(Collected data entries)
* * *

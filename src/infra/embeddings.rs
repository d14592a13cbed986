// ============================================================
// Layer 6 - Pretrained Embedding File
// ============================================================
// Reads word vectors in the plain text layout used by GloVe and
// word2vec text exports:
//
//   [N D]                 optional header line (word2vec)
//   token v1 v2 .. vD     one vector per line
//
// Only tokens present in the vocabulary are kept. Vocabulary
// tokens missing from the file are reported as not found so the
// network keeps their random rows.

use anyhow::{bail, Context, Result};
use std::{
    fs::File,
    io::{BufRead, BufReader},
    path::PathBuf,
};

use crate::domain::embedding::PretrainedTable;
use crate::domain::traits::EmbeddingProvider;
use crate::domain::vocabulary::Vocabulary;

pub struct TextEmbeddingFile {
    path: PathBuf,
}

impl TextEmbeddingFile {
    pub fn new(path: impl Into<PathBuf>) -> Self {
        Self { path: path.into() }
    }

    /// Parse vectors from any reader. Public for in-memory use.
    pub fn read(reader: impl BufRead, vocab: &Vocabulary, freeze: bool) -> Result<PretrainedTable> {
        let rows = vocab.len();
        let mut dim: Option<usize> = None;
        let mut values: Vec<f32>  = Vec::new();
        let mut found             = vec![false; rows];

        for (n, line) in reader.lines().enumerate() {
            let line   = line.with_context(|| format!("Cannot read line {}", n + 1))?;
            let fields: Vec<&str> = line.split_whitespace().collect();
            if fields.is_empty() {
                continue;
            }
            // word2vec header: two integers
            if n == 0 && fields.len() == 2 && fields.iter().all(|f| f.parse::<usize>().is_ok()) {
                continue;
            }

            let (token, vector) = (fields[0], &fields[1..]);
            let width = *dim.get_or_insert_with(|| {
                values = vec![0.0; rows * vector.len()];
                vector.len()
            });
            if vector.len() != width {
                bail!("line {} has {} values, expected {width}", n + 1, vector.len());
            }

            let Some(idx) = vocab.index(token) else {
                continue;
            };
            for (k, v) in vector.iter().enumerate() {
                values[idx * width + k] = v
                    .parse()
                    .with_context(|| format!("Bad number '{v}' on line {}", n + 1))?;
            }
            found[idx] = true;
        }

        let Some(dim) = dim else {
            bail!("embedding source holds no vectors");
        };
        let table = PretrainedTable { dim, values, found, freeze };
        tracing::info!(
            "Pretrained vectors cover {}/{} vocabulary entries (dim={dim})",
            table.coverage(), rows,
        );
        Ok(table)
    }
}

impl EmbeddingProvider for TextEmbeddingFile {
    fn load(&self, vocab: &Vocabulary, freeze: bool) -> Result<PretrainedTable> {
        let file = File::open(&self.path)
            .with_context(|| format!("Cannot open embeddings '{}'", self.path.display()))?;
        Self::read(BufReader::new(file), vocab, freeze)
            .with_context(|| format!("Cannot load embeddings from '{}'", self.path.display()))
    }
}

// ─── Unit Tests ───────────────────────────────────────────────────────────────
#[cfg(test)]
mod tests {
    use super::*;
    use std::io::Write;
    use tempfile::NamedTempFile;

    fn vocab() -> Vocabulary {
        Vocabulary::from_tokens(["cat", "dog", "@entity0"])
    }

    #[test]
    fn test_rows_align_with_vocabulary() {
        let text  = "dog 1 2\nbird 9 9\ncat 3 4\n";
        let table = TextEmbeddingFile::read(text.as_bytes(), &vocab(), true).unwrap();

        assert_eq!(table.dim, 2);
        assert_eq!(table.rows(), 4);
        assert_eq!(table.found, vec![false, true, true, false]);
        assert_eq!(table.row(1), Some(&[3.0, 4.0][..]));
        assert_eq!(table.row(2), Some(&[1.0, 2.0][..]));
        assert_eq!(table.row(3), Some(&[0.0, 0.0][..]));
        assert!(table.freeze);
    }

    #[test]
    fn test_header_line_is_skipped() {
        let table = TextEmbeddingFile::read("2 3\ncat 1 1 1\n".as_bytes(), &vocab(), false).unwrap();
        assert_eq!(table.dim, 3);
        assert_eq!(table.coverage(), 1);
    }

    #[test]
    fn test_inconsistent_width_reports_line() {
        let err = TextEmbeddingFile::read("cat 1 2\ndog 1\n".as_bytes(), &vocab(), false).unwrap_err();
        assert!(err.to_string().contains("line 2"));
    }

    #[test]
    fn test_load_from_file() {
        let mut file = NamedTempFile::new().unwrap();
        writeln!(file, "@entity0 0.5 -0.5").unwrap();
        let table = TextEmbeddingFile::new(file.path()).load(&vocab(), false).unwrap();
        assert_eq!(table.row(3), Some(&[0.5, -0.5][..]));
    }
}
// ============================================================
// Layer 5 - Attention and Aggregation
// ============================================================
// One attention step over embedded memory segments:
//
//   query    [b, d]     ──broadcast──▶ [b, s, d]
//   memory   [b, s, d]  ──cosine────▶ scores    [b, s]
//   scores              ──masked softmax over segments──▶ attention [b, s]
//
// and the two ways of reading memory with that attention:
//
//   HardSelect    → the aggregation vector of the top segment
//                   (first occurrence wins on ties)
//   SoftWeighted  → Σ_s attention[s] · memory[s]

use burn::prelude::*;
use serde::{Deserialize, Serialize};

use crate::ml::masking::masked_softmax;

/// Lower bound on vector norms in the cosine similarity.
pub const COSINE_EPS: f32 = 1e-8;

#[derive(Debug, Clone, Copy, PartialEq, Eq, Serialize, Deserialize)]
pub enum Aggregation {
    /// Read only the single top-attended segment
    HardSelect,
    /// Attention-weighted sum over all segments
    SoftWeighted,
}

/// Cosine similarity between every memory segment and the query.
/// Zero vectors (fully padded segments) score 0.
pub fn cosine_scores<B: Backend>(memory: Tensor<B, 3>, query: Tensor<B, 2>) -> Tensor<B, 2> {
    let [batch, segments, dim] = memory.dims();
    let query = query.unsqueeze_dim::<3>(1).expand([batch, segments, dim]);

    let dot      = (memory.clone() * query.clone()).sum_dim(2);
    let mem_norm = memory.powf_scalar(2.0).sum_dim(2).sqrt().clamp_min(COSINE_EPS);
    let q_norm   = query.powf_scalar(2.0).sum_dim(2).sqrt().clamp_min(COSINE_EPS);

    (dot / (mem_norm * q_norm)).reshape([batch, segments])
}

/// Attention distribution over the valid segments.
pub fn attend<B: Backend>(
    memory:       Tensor<B, 3>,
    query:        Tensor<B, 2>,
    segment_mask: Tensor<B, 2>,
) -> Tensor<B, 2> {
    masked_softmax(cosine_scores(memory, query), segment_mask)
}

/// Row-wise argmax that always returns the lowest index among ties.
pub fn first_argmax<B: Backend>(x: Tensor<B, 2>) -> Tensor<B, 1, Int> {
    let [rows, cols] = x.dims();
    let device = x.device();

    let row_max = x.clone().max_dim(1).expand([rows, cols]);
    let is_max  = x.greater_equal(row_max);
    let positions = Tensor::<B, 1, Int>::arange(0..cols as i64, &device)
        .reshape([1, cols])
        .expand([rows, cols]);

    positions
        .mask_fill(is_max.bool_not(), cols as i64)
        .min_dim(1)
        .reshape([rows])
}

/// Pick one segment vector per batch row.
pub fn select_segments<B: Backend>(memory: Tensor<B, 3>, index: Tensor<B, 1, Int>) -> Tensor<B, 2> {
    let [batch, _, dim] = memory.dims();
    let index = index.reshape([batch, 1, 1]).expand([batch, 1, dim]);
    memory.gather(1, index).reshape([batch, dim])
}

/// Read memory with an attention distribution.
pub fn aggregate<B: Backend>(
    attention:   Tensor<B, 2>,
    memory:      Tensor<B, 3>,
    aggregation: Aggregation,
) -> Tensor<B, 2> {
    let [batch, segments, dim] = memory.dims();
    match aggregation {
        Aggregation::HardSelect => select_segments(memory, first_argmax(attention)),
        Aggregation::SoftWeighted => {
            let weights = attention.unsqueeze_dim::<3>(2).expand([batch, segments, dim]);
            (memory * weights).sum_dim(1).reshape([batch, dim])
        }
    }
}

// ─── Unit Tests ───────────────────────────────────────────────────────────────
#[cfg(test)]
mod tests {
    use super::*;
    use crate::ml::test_support::{assert_close, int_values, values, TestBackend};

    fn memory() -> Tensor<TestBackend, 3> {
        Tensor::from_floats(
            [[[1.0, 0.0], [0.0, 1.0], [2.0, 0.0]]],
            &Default::default(),
        )
    }

    #[test]
    fn test_cosine_scores() {
        let query  = Tensor::from_floats([[3.0, 0.0]], &Default::default());
        let scores = values(cosine_scores(memory(), query));
        assert_close(scores[0], 1.0, 1e-6);
        assert_close(scores[1], 0.0, 1e-6);
        assert_close(scores[2], 1.0, 1e-6);
    }

    #[test]
    fn test_zero_segment_scores_zero() {
        let mem    = Tensor::<TestBackend, 3>::from_floats([[[0.0, 0.0], [1.0, 1.0]]], &Default::default());
        let query  = Tensor::from_floats([[1.0, 1.0]], &Default::default());
        let scores = values(cosine_scores(mem, query));
        assert_eq!(scores[0], 0.0);
        assert_close(scores[1], 1.0, 1e-6);
    }

    #[test]
    fn test_attention_ignores_masked_segments() {
        let query = Tensor::from_floats([[1.0, 0.0]], &Default::default());
        let mask  = Tensor::from_floats([[1.0, 1.0, 0.0]], &Default::default());
        let att   = values(attend(memory(), query, mask));
        assert_eq!(att[2], 0.0);
        assert_close(att[0] + att[1], 1.0, 1e-6);
        assert!(att[0] > att[1]);
    }

    #[test]
    fn test_first_argmax_breaks_ties_low() {
        let x = Tensor::<TestBackend, 2>::from_floats(
            [[0.2, 0.4, 0.4], [0.5, 0.1, 0.5], [0.1, 0.2, 0.7]],
            &Default::default(),
        );
        assert_eq!(int_values(first_argmax(x)), vec![1, 0, 2]);
    }

    #[test]
    fn test_hard_select_reads_argmax_segment() {
        let att = Tensor::from_floats([[0.2, 0.5, 0.3]], &Default::default());
        let out = values(aggregate(att, memory(), Aggregation::HardSelect));
        assert_eq!(out, vec![0.0, 1.0]);
    }

    #[test]
    fn test_hard_select_tie_reads_first_segment() {
        let att = Tensor::from_floats([[0.4, 0.2, 0.4]], &Default::default());
        let out = values(aggregate(att, memory(), Aggregation::HardSelect));
        assert_eq!(out, vec![1.0, 0.0]);
    }

    #[test]
    fn test_soft_weighted_sum() {
        let mem = Tensor::<TestBackend, 3>::from_floats(
            [[[1.0, 2.0], [3.0, -1.0]]],
            &Default::default(),
        );
        let att = Tensor::from_floats([[0.3, 0.7]], &Default::default());
        let out = values(aggregate(att, mem, Aggregation::SoftWeighted));
        // 0.3·[1, 2] + 0.7·[3, −1]
        assert_close(out[0], 2.4, 1e-6);
        assert_close(out[1], -0.1, 1e-6);
    }
}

* * *

» Your goal
Nothing beyond the line that contains "for (k, v) in" belongs in the answer; reproduce the entries exactly from their first line through it.

» Completed task
filename src/infra/embeddings.rs
repository d14592a13cbed986
// ============================================================
// Layer 6 - Pretrained Embedding File
// ============================================================
// Reads word vectors in the plain text layout used by GloVe and
// word2vec text exports:
//
//   [N D]                 optional header line (word2vec)
//   token v1 v2 .. vD     one vector per line
//
// Only tokens present in the vocabulary are kept. Vocabulary
// tokens missing from the file are reported as not found so the
// network keeps their random rows.

use anyhow::{bail, Context, Result};
use std::{
    fs::File,
    io::{BufRead, BufReader},
    path::PathBuf,
};

use crate::domain::embedding::PretrainedTable;
use crate::domain::traits::EmbeddingProvider;
use crate::domain::vocabulary::Vocabulary;

pub struct TextEmbeddingFile {
    path: PathBuf,
}

impl TextEmbeddingFile {
    pub fn new(path: impl Into<PathBuf>) -> Self {
        Self { path: path.into() }
    }

    /// Parse vectors from any reader. Public for in-memory use.
    pub fn read(reader: impl BufRead, vocab: &Vocabulary, freeze: bool) -> Result<PretrainedTable> {
        let rows = vocab.len();
        let mut dim: Option<usize> = None;
        let mut values: Vec<f32>  = Vec::new();
        let mut found             = vec![false; rows];

        for (n, line) in reader.lines().enumerate() {
            let line   = line.with_context(|| format!("Cannot read line {}", n + 1))?;
            let fields: Vec<&str> = line.split_whitespace().collect();
            if fields.is_empty() {
                continue;
            }
            // word2vec header: two integers
            if n == 0 && fields.len() == 2 && fields.iter().all(|f| f.parse::<usize>().is_ok()) {
                continue;
            }

            let (token, vector) = (fields[0], &fields[1..]);
            let width = *dim.get_or_insert_with(|| {
                values = vec![0.0; rows * vector.len()];
                vector.len()
            });
            if vector.len() != width {
                bail!("line {} has {} values, expected {width}", n + 1, vector.len());
            }

            let Some(idx) = vocab.index(token) else {
                continue;
            };
            for (k, v) in vector.iter().enumerate() {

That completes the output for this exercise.